Hay datos que hablan solos y hay frases que no necesitan traducción. Rogelio Frigerio presentó el balance de OSER con números en la mano y una sentencia que dejó poco margen para la ambigüedad: «Se podía hacer bien si no se robaba, si la dirigencia política no se quedaba con gran parte de los recursos de la gente». Así, de frente.
El acto se realizó junto al presidente de OSER, Mariano Gallegos, y al vicepresidente Ricardo García. El período evaluado abarca la intervención de 2025, el primer semestre de funcionamiento de la nueva conducción y la primera mitad de 2026. El diagnóstico de partida era conocido: una institución con deudas, listas de espera interminables y un aparato administrativo que consumía recursos que debían ir a los afiliados.

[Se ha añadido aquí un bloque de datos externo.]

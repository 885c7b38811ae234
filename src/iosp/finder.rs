//! Lazy node search over a [`SyntaxTree`].
//!
//! - [`TraversalMode::Exhaustive`] walks every descendant in pre-order and
//!   yields each match, nested ones included.
//! - [`TraversalMode::LevelStopping`] tests the immediate children of a node.
//!   If any match, those are the result for that branch and neither the
//!   matches nor their siblings are entered. Otherwise every child is
//!   searched the same way. Applied to expressions this yields only the
//!   outermost qualifying expression.

use crate::core::{NodeId, NodeRef, SyntaxTree};
use std::collections::VecDeque;
use std::iter::FusedIterator;

#[derive(Debug, Clone, Copy, PartialEq, Eq)]
pub enum TraversalMode {
    Exhaustive,
    LevelStopping,
}

/// Iterator returned by [`find_nodes`]
pub struct FindNodes<'t, P> {
    tree: &'t SyntaxTree,
    mode: TraversalMode,
    predicate: P,
    /// Exhaustive: nodes still to visit. LevelStopping: nodes to expand.
    pending: Vec<NodeId>,
    ready: VecDeque<NodeId>,
}

/// Search the descendants of `root` for nodes satisfying `predicate`.
///
/// The root itself is never tested. Results come in document order.
pub fn find_nodes<'t, P>(
    tree: &'t SyntaxTree,
    root: NodeId,
    mode: TraversalMode,
    predicate: P,
) -> FindNodes<'t, P>
where
    P: FnMut(NodeRef<'t>) -> bool,
{
    let pending = match mode {
        TraversalMode::Exhaustive => tree.children(root).iter().rev().copied().collect(),
        TraversalMode::LevelStopping => vec![root],
    };
    FindNodes {
        tree,
        mode,
        predicate,
        pending,
        ready: VecDeque::new(),
    }
}

impl<'t, P> FindNodes<'t, P>
where
    P: FnMut(NodeRef<'t>) -> bool,
{
    fn next_exhaustive(&mut self) -> Option<NodeRef<'t>> {
        let tree = self.tree;
        while let Some(id) = self.pending.pop() {
            // stack: push in reverse so the leftmost child is visited first
            self.pending.extend(tree.children(id).iter().rev().copied());
            match tree.node(id) {
                Some(node) if (self.predicate)(node) => return Some(node),
                _ => {}
            }
        }
        None
    }

    fn next_level_stopping(&mut self) -> Option<NodeRef<'t>> {
        loop {
            if let Some(id) = self.ready.pop_front() {
                return self.tree.node(id);
            }
            let id = self.pending.pop()?;
            self.expand(id);
        }
    }

    fn expand(&mut self, id: NodeId) {
        let tree = self.tree;
        let children = tree.children(id);

        for child in children.iter().filter_map(|&c| tree.node(c)) {
            if (self.predicate)(child) {
                self.ready.push_back(child.id());
            }
        }

        if self.ready.is_empty() {
            self.pending.extend(children.iter().rev().copied());
        }
    }
}

impl<'t, P> Iterator for FindNodes<'t, P>
where
    P: FnMut(NodeRef<'t>) -> bool,
{
    type Item = NodeRef<'t>;

    fn next(&mut self) -> Option<Self::Item> {
        match self.mode {
            TraversalMode::Exhaustive => self.next_exhaustive(),
            TraversalMode::LevelStopping => self.next_level_stopping(),
        }
    }
}

impl<'t, P> FusedIterator for FindNodes<'t, P> where P: FnMut(NodeRef<'t>) -> bool {}
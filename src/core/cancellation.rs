use std::sync::atomic::{AtomicBool, Ordering};
use std::sync::Arc;
use thiserror::Error;

/// Cooperative cancellation flag shared between a host and running analyses
#[derive(Debug, Clone, Default)]
pub struct CancellationToken {
    cancelled: Arc<AtomicBool>,
}

impl CancellationToken {
    pub fn new() -> Self {
        Self::default()
    }

    pub fn cancel(&self) {
        self.cancelled.store(true, Ordering::Release);
    }

    pub fn is_cancelled(&self) -> bool {
        self.cancelled.load(Ordering::Acquire)
    }

    pub fn check(&self) -> Result<(), Cancelled> {
        if self.is_cancelled() {
            Err(Cancelled)
        } else {
            Ok(())
        }
    }
}

#[derive(Debug, Clone, Copy, PartialEq, Eq, Error)]
#[error("analysis cancelled")]
pub struct Cancelled;
//! Declarative table of external calls that carry no classification weight.
//!
//! Each rule names a namespace prefix, a containing type and/or a member
//! name; a call is excluded when every criterion a rule sets matches. New
//! exclusions are added as data, either in code or from `.iosplint.toml`.

use crate::core::TargetDescriptor;
use serde::{Deserialize, Serialize};

#[derive(Debug, Clone, Copy, PartialEq, Eq, Hash, Serialize, Deserialize)]
#[serde(rename_all = "snake_case")]
pub enum ExclusionCategory {
    TaskScheduling,
    AwaiterConfiguration,
    TestAssertion,
    SnapshotVerification,
    Logging,
    Custom,
}

impl std::fmt::Display for ExclusionCategory {
    fn fmt(&self, f: &mut std::fmt::Formatter<'_>) -> std::fmt::Result {
        let label = match self {
            Self::TaskScheduling => "task scheduling",
            Self::AwaiterConfiguration => "awaiter configuration",
            Self::TestAssertion => "test assertion",
            Self::SnapshotVerification => "snapshot verification",
            Self::Logging => "logging",
            Self::Custom => "custom",
        };
        f.write_str(label)
    }
}

#[derive(Debug, Clone, PartialEq, Eq, Serialize, Deserialize)]
pub struct ExclusionRule {
    #[serde(default = "default_category")]
    pub category: ExclusionCategory,
    /// Namespace prefix, matched on whole dotted segments
    #[serde(default)]
    pub namespace: Option<String>,
    /// Containing type name without generic arguments
    #[serde(default, rename = "type")]
    pub containing_type: Option<String>,
    #[serde(default)]
    pub name: Option<String>,
}

fn default_category() -> ExclusionCategory {
    ExclusionCategory::Custom
}

impl ExclusionRule {
    pub fn namespace(category: ExclusionCategory, prefix: impl Into<String>) -> Self {
        Self {
            category,
            namespace: Some(prefix.into()),
            containing_type: None,
            name: None,
        }
    }

    pub fn member(
        category: ExclusionCategory,
        namespace: impl Into<String>,
        containing_type: Option<&str>,
        name: impl Into<String>,
    ) -> Self {
        Self {
            category,
            namespace: Some(namespace.into()),
            containing_type: containing_type.map(str::to_string),
            name: Some(name.into()),
        }
    }

    /// A rule without any criterion never matches
    pub fn is_empty(&self) -> bool {
        self.namespace.is_none() && self.containing_type.is_none() && self.name.is_none()
    }

    pub fn matches(&self, target: &TargetDescriptor) -> bool {
        if self.is_empty() {
            return false;
        }

        let namespace_ok = self
            .namespace
            .as_deref()
            .is_none_or(|prefix| namespace_has_prefix(&target.containing_namespace, prefix));
        let type_ok = self
            .containing_type
            .as_deref()
            .is_none_or(|ty| type_base_name(&target.containing_type) == ty);
        let name_ok = self.name.as_deref().is_none_or(|name| target.name == name);

        namespace_ok && type_ok && name_ok
    }
}

fn namespace_has_prefix(namespace: &str, prefix: &str) -> bool {
    namespace
        .strip_prefix(prefix)
        .is_some_and(|rest| rest.is_empty() || rest.starts_with('.'))
}

/// `Task<int>` -> `Task`, `Func`2` -> `Func`
pub(crate) fn type_base_name(ty: &str) -> &str {
    let end = ty.find(['<', '`']).unwrap_or(ty.len());
    ty[..end].trim()
}

/// Ordered collection of exclusion rules
#[derive(Debug, Clone, PartialEq, Eq)]
pub struct ExclusionTable {
    rules: Vec<ExclusionRule>,
}

impl ExclusionTable {
    pub fn empty() -> Self {
        Self { rules: Vec::new() }
    }

    /// Built-in exclusions: task scheduling, awaiter configuration, test
    /// assertion and snapshot frameworks, structured logging.
    pub fn defaults() -> Self {
        use ExclusionCategory::*;

        let mut rules = vec![
            ExclusionRule::member(TaskScheduling, "System.Threading.Tasks", Some("Task"), "Run"),
            ExclusionRule::member(AwaiterConfiguration, "System", None, "ConfigureAwait"),
        ];
        rules.extend(
            [
                "NUnit.Framework",
                "Xunit",
                "Microsoft.VisualStudio.TestTools.UnitTesting",
                "FluentAssertions",
                "Shouldly",
            ]
            .map(|ns| ExclusionRule::namespace(TestAssertion, ns)),
        );
        rules.extend(
            ["VerifyTests", "VerifyNUnit", "VerifyXunit", "VerifyMSTest"]
                .map(|ns| ExclusionRule::namespace(SnapshotVerification, ns)),
        );
        rules.extend(
            ["Microsoft.Extensions.Logging", "Serilog"]
                .map(|ns| ExclusionRule::namespace(Logging, ns)),
        );

        Self { rules }
    }

    pub fn with_rule(mut self, rule: ExclusionRule) -> Self {
        self.push(rule);
        self
    }

    pub fn push(&mut self, rule: ExclusionRule) {
        if !rule.is_empty() {
            self.rules.push(rule);
        }
    }

    pub fn rules(&self) -> &[ExclusionRule] {
        &self.rules
    }

    /// First rule excluding `target`, if any
    pub fn find_match(&self, target: &TargetDescriptor) -> Option<&ExclusionRule> {
        self.rules.iter().find(|rule| rule.matches(target))
    }
}

impl Default for ExclusionTable {
    fn default() -> Self {
        Self::defaults()
    }
}

impl Extend<ExclusionRule> for ExclusionTable {
    fn extend<I: IntoIterator<Item = ExclusionRule>>(&mut self, iter: I) {
        for rule in iter {
            self.push(rule);
        }
    }
}

#[cfg(test)]
mod tests {
    use super::*;

    fn category_of(target: &TargetDescriptor) -> Option<ExclusionCategory> {
        ExclusionTable::defaults().find_match(target).map(|r| r.category)
    }

    #[test]
    fn test_task_run_is_excluded_but_other_task_members_are_not() {
        let run = TargetDescriptor::external("System.Threading.Tasks", "Task", "Run");
        let generic_run = TargetDescriptor::external("System.Threading.Tasks", "Task<int>", "Run");
        let delay = TargetDescriptor::external("System.Threading.Tasks", "Task", "Delay");

        assert_eq!(category_of(&run), Some(ExclusionCategory::TaskScheduling));
        assert_eq!(category_of(&generic_run), Some(ExclusionCategory::TaskScheduling));
        assert_eq!(category_of(&delay), None);
    }

    #[test]
    fn test_configure_await_on_any_awaitable() {
        let task = TargetDescriptor::external("System.Threading.Tasks", "Task<int>", "ConfigureAwait");
        let value_task =
            TargetDescriptor::external("System.Threading.Tasks", "ValueTask", "ConfigureAwait");

        assert_eq!(category_of(&task), Some(ExclusionCategory::AwaiterConfiguration));
        assert_eq!(category_of(&value_task), Some(ExclusionCategory::AwaiterConfiguration));
    }

    #[test]
    fn test_namespace_prefix_matches_whole_segments() {
        let logger = TargetDescriptor::external(
            "Microsoft.Extensions.Logging",
            "LoggerExtensions",
            "LogInformation",
        );
        let nested = TargetDescriptor::external("NUnit.Framework.Legacy", "ClassicAssert", "AreEqual");
        let lookalike = TargetDescriptor::external("XunitExtras", "Helpers", "Check");

        assert_eq!(category_of(&logger), Some(ExclusionCategory::Logging));
        assert_eq!(category_of(&nested), Some(ExclusionCategory::TestAssertion));
        assert_eq!(category_of(&lookalike), None);
    }

    #[test]
    fn test_snapshot_frameworks() {
        let verify = TargetDescriptor::external("VerifyNUnit", "Verifier", "Verify");
        assert_eq!(category_of(&verify), Some(ExclusionCategory::SnapshotVerification));
    }

    #[test]
    fn test_empty_rules_are_ignored() {
        let empty = ExclusionRule {
            category: ExclusionCategory::Custom,
            namespace: None,
            containing_type: None,
            name: None,
        };
        let table = ExclusionTable::empty().with_rule(empty);
        assert!(table.rules().is_empty());
    }

    #[test]
    fn test_custom_rule_by_name_only() {
        let mut table = ExclusionTable::empty();
        table.extend([ExclusionRule {
            category: ExclusionCategory::Custom,
            namespace: None,
            containing_type: None,
            name: Some("Dispose".into()),
        }]);

        let dispose = TargetDescriptor::external("System.IO", "Stream", "Dispose");
        assert_eq!(
            table.find_match(&dispose).map(|r| r.category),
            Some(ExclusionCategory::Custom)
        );
    }

    #[test]
    fn test_type_base_name() {
        assert_eq!(type_base_name("Task<int>"), "Task");
        assert_eq!(type_base_name("Func`2"), "Func");
        assert_eq!(type_base_name("Object"), "Object");
    }
}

Los números que presentó el gobernador son contundentes. En comparación con el período anterior, OSER sumó más de 300.000 prestaciones, entre ellas 80.000 consultas médicas, 120.000 prácticas y 100.000 recetarios con cobertura. Además, se resolvió una de las situaciones más dolorosas que arrastraba la obra social: las más de 1.100 personas que esperaban una cirugía programada por falta de prótesis finalmente recibieron atención, gracias a la regularización de una deuda prestacional heredada que superaba los 10.000 millones de pesos.
¿Cómo se financió todo eso? Con ordenamiento, no con magia. El déficit institucional se redujo un 30 por ciento en términos reales durante el primer año. Se recortaron gastos administrativos, se renegociaron deudas, se regularizó laboralmente a 120 trabajadores y se eliminaron sobreprecios en la compra de medicamentos. El resultado más elocuente: el porcentaje de recursos destinado directamente a prestaciones de salud saltó del 77 por ciento en 2024 al 88 por ciento actual. Once puntos que antes se perdían en la estructura, ahora van al afiliado.
En el plano tecnológico, la aplicación MiOser ya procesa más de 500 trámites diarios con órdenes mediante código QR, incorporando recetas electrónicas y digitalización de autorizaciones. Un cambio que parece menor pero que para quien necesita un turno o una autorización urgente marca la diferencia entre un trámite de horas y uno de minutos.
Frigerio también anunció la implementación de un vademécum con criterios claros para la cobertura de medicamentos, de modo que todos los afiliados y prestadores sepan exactamente qué está cubierto, en qué porcentaje y bajo qué condiciones. Transparencia como regla, no como excepción.
El gobernador cerró con una frase que mezcla balance y promesa: «Este camino recién empieza». La obra social de los empleados estatales entrerrianos llegó a esta gestión con heridas profundas; los números de este balance sugieren que la cicatrización avanzó, aunque el trabajo por delante sigue siendo considerable.